Agreed - the problem is that the tradition is the motor normativity one of junctions being part of the road and drivists having utter precedence at them, despite the various rules (new and old) about giving way to peds at junctions.Cowsham wrote: ↑1 Oct 2024, 9:48am
I never agreed with relying on the chimp in a car to stop as it turns into side street when a pedestrian decides it's time to step off the footpath. That's why it won't make sense to me -- I don't trust every car driver to know the rules especially when it's me that can end up in the hospital.
What could happen is that your risk tolerance could spike at the wrong moment like that argument about helmet wearing makes you take more risks that zebra crossing will make you think every driver no matter what age or condition will know the rules and if they break them they'll be in deep trouble --- but not as much trouble as you as you fight for each breath.

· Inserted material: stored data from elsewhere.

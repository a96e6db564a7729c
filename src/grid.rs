use crate::{Cell, TermInt};
use crate::snake::Direction;

/// The fixed playing field. Every edge wraps around to the opposite one.
#[derive(Debug, Clone, Copy, PartialEq, Eq)]
pub struct Grid {
    width: TermInt,
    height: TermInt,
}

impl Grid {
    pub fn new(width: TermInt, height: TermInt) -> Self {
        Grid { width, height }
    }

    pub fn width(&self) -> TermInt {
        self.width
    }

    pub fn height(&self) -> TermInt {
        self.height
    }

    pub fn center(&self) -> Cell {
        (self.width / 2, self.height / 2)
    }

    pub fn contains(&self, cell: Cell) -> bool {
        cell.0 < self.width && cell.1 < self.height
    }

    /// The neighbour of `cell` in `direction`, taken modulo the grid size on each axis.
    pub fn step(&self, cell: Cell, direction: Direction) -> Cell {
        let (dx, dy) = direction.delta();
        (wrap(cell.0, dx, self.width), wrap(cell.1, dy, self.height))
    }

    pub fn cells(&self) -> impl Iterator<Item = Cell> + '_ {
        (0..self.height).flat_map(move |y| (0..self.width).map(move |x| (x, y)))
    }
}

fn wrap(pos: TermInt, delta: i32, size: TermInt) -> TermInt {
    (pos as i32 + delta).rem_euclid(size as i32) as TermInt
}
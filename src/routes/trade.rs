//! # routes::trade
//!
//! Manual trading against the paper ledger.
//!
//! Every accepted command is broadcast as `TRADE_EXECUTED` and then handed
//! to the mentor for commentary in the background; the HTTP response never
//! waits for the AI.

use axum::{extract::State, response::IntoResponse, Json};
use serde_json::json;
use tracing::info;

use crate::{error::AppError, events::TradeSource, models::TradeCommand, state::SharedState};

/// GET /api/portfolio — cash, equity and marked positions
pub async fn get_portfolio(State(state): State<SharedState>) -> impl IntoResponse {
    let portfolio = state.portfolio().await;
    Json(json!({ "ok": true, "portfolio": portfolio }))
}

/// POST /api/trade
pub async fn execute_trade(
    State(state): State<SharedState>,
    Json(mut command): Json<TradeCommand>,
) -> Result<impl IntoResponse, AppError> {
    command.symbol = command.symbol.trim().to_uppercase();
    if command.symbol.is_empty() {
        return Err(AppError::BadRequest("symbol is required".into()));
    }

    let executed = state.execute(&command, TradeSource::Manual).await?;
    info!(
        trade_id = %executed.fill.trade_id,
        symbol   = %executed.fill.symbol,
        cash     = executed.cash,
        "📝 Manual trade executed"
    );
    state.spawn_commentary(executed.fill.clone(), executed.cash);

    Ok(Json(json!({
        "ok":   true,
        "fill": executed.fill,
        "cash": executed.cash,
    })))
}

/// GET /api/trade/history — every fill, oldest first
pub async fn get_history(State(state): State<SharedState>) -> impl IntoResponse {
    let fills = state.ledger.lock().await.fills().to_vec();
    Json(json!({ "ok": true, "count": fills.len(), "fills": fills }))
}
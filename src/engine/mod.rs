//! Market engine: instrument catalog, price generation, the feed aggregator
//! and the portfolio ledger.

pub mod catalog;
pub mod feed;
pub mod generator;
pub mod ledger;
pub mod live;

pub use catalog::FeedMode;
pub use feed::{FeedAggregator, FeedConfig, FeedSink, FeedStatus};
pub use ledger::{Ledger, LedgerConfig, LedgerError, PortfolioView};
pub use live::{BinanceConnector, LiveConnector};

Sorry for the little rant but that's how I see it.
A better physical change would be to make the pavement continuous across the junction, with the part crossing the road junction thus raised into a significant speed bump. Car lovers would soon recognise that thrusting speedily around the junction bend would probably knacker their suspension and perhaps loosen a filling in their toof. The pavement would say, "I am a pavement for peds, not a road for drivists - but you can cross me carefully if there's no peds".
Add an additional redesign to make junction mouths very tight and sharp, rather than those big trumpet-mouth openings inviting a speedy "coin arund the corna" on two wheels.
Slow the drivist; turn road junctions into pavements rather than tarmac throughways.